American Home Services, Inc. v. A Fast Sign Co.
322 Ga. App. 791
Ga. Ct. App.2013Background
- Fastsigns sued AHS under the TCPA alleging AHS sent unsolicited fax advertisements via Sunbelt; the case was litigated as a class action and class certification was affirmed on appeal.
- At summary judgment the trial court found AHS contracted with Sunbelt to send ~318,000 faxes, removed those with established business relationships from the class, and found willful/knowing violations; attorney fees were reserved.
- A bench trial later produced a factual finding that AHS sent 306,000 unsolicited faxes; the court entered a judgment using $1,500 per willful/knowing violation, totaling about $459 million.
- This Court initially vacated and remanded for use of the number received rather than number sent; the Georgia Supreme Court reversed, holding TCPA liability attaches to attempted sends as well as completed transmissions, and remanded for consideration of remaining issues.
- On remand this Court affirmed that some evidence supports the trial court’s factual findings, found harmless any error from reliance on an alleged admission and spoliation inference, but vacated the judgment because it failed to exclude class-excluded recipients and did not describe the class as required by OCGA § 9-11-23(c)(3).
Issues
| Issue | Plaintiff's Argument | Defendant's Argument | Held |
|---|---|---|---|
| Sufficiency of evidence that AHS sent the faxes | Evidence (contracts, witness testimony, expert opinion, affidavits) supports finding faxes were sent | AHS disputed reliance on an alleged admission and negative inference from spoliation | Some evidence supports the verdict; any error about the admission/spoliation inference was harmless |
| Whether judgment properly excluded non-class recipients and described the class | Fastsigns assumed judgment followed certified class definition | AHS argued factual problems and class-exclusion issues | Judgment vacated and remanded because it did not exclude known excluded recipients and failed to describe the class per OCGA § 9-11-23(c)(3) |
| Meaning of “willful or knowing” for treble damages under TCPA | Fastsigns: knowing commission of the act suffices; no need to know the act violates the law | AHS: treble requires knowledge that conduct violated the TCPA | Court held willful/knowing means the defendant knowingly did the act (no requirement of knowledge the act violated the statute) |
| Burden to prove established business relationship defense | Fastsigns: defendant bears burden to prove any established business relationship | AHS: plaintiff should be required to prove lack of relationships before class certification/judgment | Court applied law of the case: defendant has burden to prove established business-relationship exemptions |
Key Cases Cited
- American Home Svcs. v.
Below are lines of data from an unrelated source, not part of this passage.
//! Static content-type to file extension table.

/// Known content types and the extension (leading dot) files of that type get.
const MIME_EXTENSIONS: &[(&str, &str)] = &[
    ("application/pdf", ".pdf"),
    ("application/pgp-signature", ".sig"),
    ("application/futuresplash", ".spl"),
    ("application/octet-stream", ".bin"),
    ("application/postscript", ".ps"),
    ("application/x-bittorrent", ".torrent"),
    ("application/x-dvi", ".dvi"),
    ("application/gzip", ".gz"),
    ("application/x-gzip", ".gz"),
    ("application/x-tar", ".tar"),
    ("application/x-tgz", ".tar.gz"),
    ("application/x-bzip", ".bz2"),
    ("application/x-bzip2", ".bz2"),
    ("application/x-bzip-compressed-tar", ".tar.bz2"),
    ("application/x-xz", ".xz"),
    ("application/x-7z-compressed", ".7z"),
    ("application/zip", ".zip"),
    ("application/x-iso9660-image", ".iso"),
    ("application/x-ns-proxy-autoconfig", ".pac"),
    ("application/x-shockwave-flash", ".swf"),
    ("application/json", ".json"),
    ("application/xml", ".xml"),
    ("application/javascript", ".js"),
    ("application/epub+zip", ".epub"),
    ("application/ogg", ".ogg"),
    ("audio/mpeg", ".mp3"),
    ("audio/x-mpegurl", ".m3u"),
    ("audio/x-ms-wma", ".wma"),
    ("audio/x-ms-wax", ".wax"),
    ("audio/x-wav", ".wav"),
    ("audio/wav", ".wav"),
    ("audio/mp4", ".m4a"),
    ("audio/flac", ".flac"),
    ("audio/ogg", ".ogg"),
    ("image/gif", ".gif"),
    ("image/jpeg", ".jpg"),
    ("image/jpg", ".jpg"),
    ("image/png", ".png"),
    ("image/webp", ".webp"),
    ("image/svg+xml", ".svg"),
    ("image/x-xbitmap", ".xbm"),
    ("image/x-xpixmap", ".xpm"),
    ("image/x-xwindowdump", ".xwd"),
    ("text/css", ".css"),
    ("text/csv", ".csv"),
    ("text/html", ".html"),
    ("text/javascript", ".js"),
    ("text/markdown", ".md"),
    ("text/plain", ".txt"),
    ("text/xml", ".xml"),
    ("video/mpeg", ".mpeg"),
    ("video/quicktime", ".mov"),
    ("video/x-flv", ".flv"),
    ("video/x-ms-asf", ".asf"),
    ("video/x-ms-wmv", ".wmv"),
    ("video/x-msvideo", ".avi"),
    ("video/x-matroska", ".mkv"),
    ("video/mp4", ".mp4"),
    ("video/webm", ".webm"),
];

/// Looks up the extension for a content type.
///
/// Parameters such as `; charset=utf-8` are ignored and matching is
/// case-insensitive. Unmapped types yield `None`.
#[must_use]
pub fn extension_for_content_type(content_type: &str) -> Option<&'static str> {
    let essence = content_type.split(';').next().unwrap_or("").trim();
    if essence.is_empty() {
        return None;
    }
    MIME_EXTENSIONS
        .iter()
        .find(|(mime, _)| mime.eq_ignore_ascii_case(essence))
        .map(|(_, ext)| *ext)
}
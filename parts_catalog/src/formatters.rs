//! Plain-text rendering of the catalog, product details and gallery

use crate::filter::FilterCriteria;
use parts_common::{GalleryEntry, Product};

pub const CONTACT_FOR_PRICE: &str = "Contact for price";

/// Format a price in US dollars (e.g. "$1,899.99"), or "Contact for price"
pub fn format_price(price: Option<f64>) -> String {
    let Some(price) = price else {
        return CONTACT_FOR_PRICE.to_string();
    };

    let formatted = format!("{:.2}", price.abs());
    let (whole, cents) = formatted.split_once('.').unwrap_or((formatted.as_str(), "00"));

    let mut grouped = String::with_capacity(whole.len() + whole.len() / 3);
    for (i, digit) in whole.chars().enumerate() {
        if i > 0 && (whole.len() - i) % 3 == 0 {
            grouped.push(',');
        }
        grouped.push(digit);
    }

    let sign = if price < 0.0 { "-" } else { "" };
    format!("{sign}${grouped}.{cents}")
}

pub fn format_product_card(product: &Product) -> String {
    let mut output = format!(
        "[{}] {} • {}\n",
        product.id,
        product.title,
        product.generation.to_uppercase()
    );
    output.push_str(&format!("    {}\n", product.brand));
    output.push_str(&format!("    {}\n", format_price(product.price)));
    if !product.link.trim().is_empty() {
        output.push_str(&format!("    View / Buy: {}\n", product.link));
    }
    output
}

pub fn format_product_grid(products: &[Product]) -> String {
    if products.is_empty() {
        return "No products match your search.\n".to_string();
    }

    products
        .iter()
        .map(format_product_card)
        .collect::<Vec<_>>()
        .join("\n")
}

/// Details panel for a single product
pub fn format_product_details(product: &Product) -> String {
    let generation = product
        .generation_tag()
        .map(|g| g.label().to_string())
        .unwrap_or_else(|| product.generation.to_uppercase());
    let category = product
        .category_tag()
        .map(|c| c.label().to_string())
        .unwrap_or_else(|| product.category.clone());

    let mut output = String::new();
    output.push_str(&format!("{}\n", product.title));
    output.push_str("========================\n");
    output.push_str(&format!("Brand:      {}\n", product.brand));
    output.push_str(&format!("Generation: {generation}\n"));
    output.push_str(&format!("Category:   {category}\n"));
    output.push_str(&format!("Price:      {}\n", format_price(product.price)));
    output.push_str(&format!("Image:      {}\n", product.image_or_placeholder()));
    output.push_str(&format!("View / Buy: {}\n", product.link));
    output
}

pub fn format_gallery(entries: &[GalleryEntry]) -> String {
    if entries.is_empty() {
        return "No gallery entries yet.\n".to_string();
    }

    let mut output = String::new();
    for entry in entries {
        output.push_str(&format!(
            "{} • {} ({})\n",
            entry.name,
            entry.car,
            entry.image_or_placeholder()
        ));
    }
    output
}

/// One-line summary of the active filters, e.g.
/// "Showing 2 of 10 products | E46 | Wheels | Price: Low to High | \"bbs\""
pub fn format_filter_summary(criteria: &FilterCriteria, shown: usize, total: usize) -> String {
    let generation = criteria
        .generation
        .map(|g| g.label())
        .unwrap_or("All generations");
    let category = criteria.category.map(|c| c.label()).unwrap_or("All");

    let mut summary = format!(
        "Showing {shown} of {total} products | {generation} | {category} | {}",
        criteria.sort.label()
    );
    if !criteria.query.is_empty() {
        summary.push_str(&format!(" | \"{}\"", criteria.query));
    }
    summary
}
//! Tests for the storefront API client.

use wiremock::matchers::{body_json, header, method, path};
use wiremock::{Mock, MockServer, ResponseTemplate};

use super::StorefrontClient;
use parts_common::{CatalogError, GalleryEntry};

fn products_json() -> serde_json::Value {
    serde_json::json!([
        {
            "id": 1, "title": "Wheel A", "brand": "BBS", "gen": "e46", "cat": "wheels",
            "price": 500, "img": "https://cdn.example.com/a.jpg", "link": "https://shop.example.com/a"
        },
        {
            "id": 2, "title": "Wheel B", "brand": "OZ", "gen": "f80", "cat": "wheels",
            "price": null, "img": null, "link": "https://shop.example.com/b"
        }
    ])
}

#[test]
fn new_trims_trailing_slash() {
    let client = StorefrontClient::new("http://localhost:3000/");
    assert_eq!(client.base_url(), "http://localhost:3000");
}

// ── fetch_products ───────────────────────────────────────────────────

#[tokio::test]
async fn fetch_products_success() {
    let mock_server = MockServer::start().await;

    Mock::given(method("GET"))
        .and(path("/api/products"))
        .respond_with(ResponseTemplate::new(200).set_body_json(products_json()))
        .mount(&mock_server)
        .await;

    let client = StorefrontClient::new(&mock_server.uri());
    let products = client.fetch_products().await.unwrap();

    assert_eq!(products.len(), 2);
    assert_eq!(products[0].brand, "BBS");
    assert_eq!(products[0].price, Some(500.0));
    assert!(products[1].price.is_none());
    assert!(products[1].image.is_none());
}

#[tokio::test]
async fn fetch_products_http_error() {
    let mock_server = MockServer::start().await;

    Mock::given(method("GET"))
        .and(path("/api/products"))
        .respond_with(ResponseTemplate::new(503))
        .mount(&mock_server)
        .await;

    let client = StorefrontClient::new(&mock_server.uri());
    match client.fetch_products().await {
        Err(CatalogError::HttpStatus(status)) => assert_eq!(status.as_u16(), 503),
        other => panic!("Expected HttpStatus error, got: {other:?}"),
    }
}

#[tokio::test]
async fn fetch_products_malformed_body() {
    let mock_server = MockServer::start().await;

    Mock::given(method("GET"))
        .and(path("/api/products"))
        .respond_with(ResponseTemplate::new(200).set_body_string("<html>oops</html>"))
        .mount(&mock_server)
        .await;

    let client = StorefrontClient::new(&mock_server.uri());
    let result = client.fetch_products().await;
    assert!(matches!(result, Err(CatalogError::Parse(_))));
}

#[tokio::test]
async fn fetch_products_skips_malformed_records() {
    let mock_server = MockServer::start().await;

    Mock::given(method("GET"))
        .and(path("/api/products"))
        .respond_with(ResponseTemplate::new(200).set_body_json(serde_json::json!([
            { "id": 1, "title": "Wheel A", "brand": "BBS", "gen": "e46", "cat": "wheels", "price": 500 },
            { "id": 2, "title": "Wheel B", "brand": "OZ", "gen": "f80", "cat": "wheels", "price": "call" },
            { "title": "No id", "brand": "KW" },
            { "id": 4, "title": 46, "brand": "Mann" },
            { "id": 5, "title": "Oil Filter", "brand": "Mann", "price": null }
        ])))
        .mount(&mock_server)
        .await;

    let client = StorefrontClient::new(&mock_server.uri());
    let products = client.fetch_products().await.unwrap();

    let ids: Vec<u64> = products.iter().map(|p| p.id).collect();
    assert_eq!(ids, vec![1, 5]);
    assert_eq!(products[0].price, Some(500.0));
    assert!(products[1].price.is_none());
}

#[tokio::test]
async fn fetch_products_non_array_body_is_parse_error() {
    let mock_server = MockServer::start().await;

    Mock::given(method("GET"))
        .and(path("/api/products"))
        .respond_with(ResponseTemplate::new(200).set_body_json(serde_json::json!({ "error": "x" })))
        .mount(&mock_server)
        .await;

    let client = StorefrontClient::new(&mock_server.uri());
    let result = client.fetch_products().await;
    assert!(matches!(result, Err(CatalogError::Parse(_))));
}

// ── fetch_gallery ────────────────────────────────────────────────────

#[tokio::test]
async fn fetch_gallery_success() {
    let mock_server = MockServer::start().await;

    Mock::given(method("GET"))
        .and(path("/api/gallery"))
        .respond_with(ResponseTemplate::new(200).set_body_json(serde_json::json!([
            { "name": "Jane", "car": "2004 E46 M3", "imageUrl": "http://x/y.jpg" }
        ])))
        .mount(&mock_server)
        .await;

    let client = StorefrontClient::new(&mock_server.uri());
    let gallery = client.fetch_gallery().await.unwrap();

    assert_eq!(gallery.len(), 1);
    assert_eq!(gallery[0].name, "Jane");
    assert_eq!(gallery[0].image_url, "http://x/y.jpg");
}

#[tokio::test]
async fn fetch_gallery_skips_malformed_entries() {
    let mock_server = MockServer::start().await;

    Mock::given(method("GET"))
        .and(path("/api/gallery"))
        .respond_with(ResponseTemplate::new(200).set_body_json(serde_json::json!([
            { "name": "Jane", "car": "2004 E46 M3", "imageUrl": "http://x/y.jpg" },
            { "name": ["not", "a", "name"], "car": "E46" },
            "just a string"
        ])))
        .mount(&mock_server)
        .await;

    let client = StorefrontClient::new(&mock_server.uri());
    let gallery = client.fetch_gallery().await.unwrap();

    assert_eq!(gallery.len(), 1);
    assert_eq!(gallery[0].name, "Jane");
}

// ── post_gallery ─────────────────────────────────────────────────────

#[tokio::test]
async fn post_gallery_sends_json_body() {
    let mock_server = MockServer::start().await;
    let entry = GalleryEntry {
        name: "Jane".to_string(),
        car: "2004 E46 M3".to_string(),
        image_url: "http://x/y.jpg".to_string(),
    };

    Mock::given(method("POST"))
        .and(path("/api/gallery"))
        .and(header("content-type", "application/json"))
        .and(body_json(serde_json::json!({
            "name": "Jane", "car": "2004 E46 M3", "imageUrl": "http://x/y.jpg"
        })))
        .respond_with(ResponseTemplate::new(201))
        .expect(1)
        .mount(&mock_server)
        .await;

    let client = StorefrontClient::new(&mock_server.uri());
    client.post_gallery(&entry).await.unwrap();
}

#[tokio::test]
async fn post_gallery_rejected() {
    let mock_server = MockServer::start().await;

    Mock::given(method("POST"))
        .and(path("/api/gallery"))
        .respond_with(ResponseTemplate::new(422).set_body_string("invalid"))
        .mount(&mock_server)
        .await;

    let client = StorefrontClient::new(&mock_server.uri());
    let result = client.post_gallery(&GalleryEntry::default()).await;
    match result {
        Err(CatalogError::HttpStatus(status)) => assert_eq!(status.as_u16(), 422),
        other => panic!("Expected HttpStatus error, got: {other:?}"),
    }
}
A Fast Sign Co., 310 Ga. App. 315 (Ga. Ct. App.) (appellate opinion vacated and remanded earlier judgment)
- A Fast Sign Co. v. American Home Svcs., 291 Ga. 844 (Ga.) (Georgia Supreme Court holding sender liable for attempted as well as completed fax transmissions)
- Brandenburg v. All-Fleet Refinishing, 252 Ga. App. 40 (Ga. Ct. App.) (standard of review for bench trial factual findings)
- Roscoe v. State, 286 Ga. 325 (Ga.) (circumstantial evidence and reasonable inferences support findings)
- In the Interest of S. N. H., 300 Ga. App. 321 (Ga. Ct. App.) (requiring appellant to show harm as well as error)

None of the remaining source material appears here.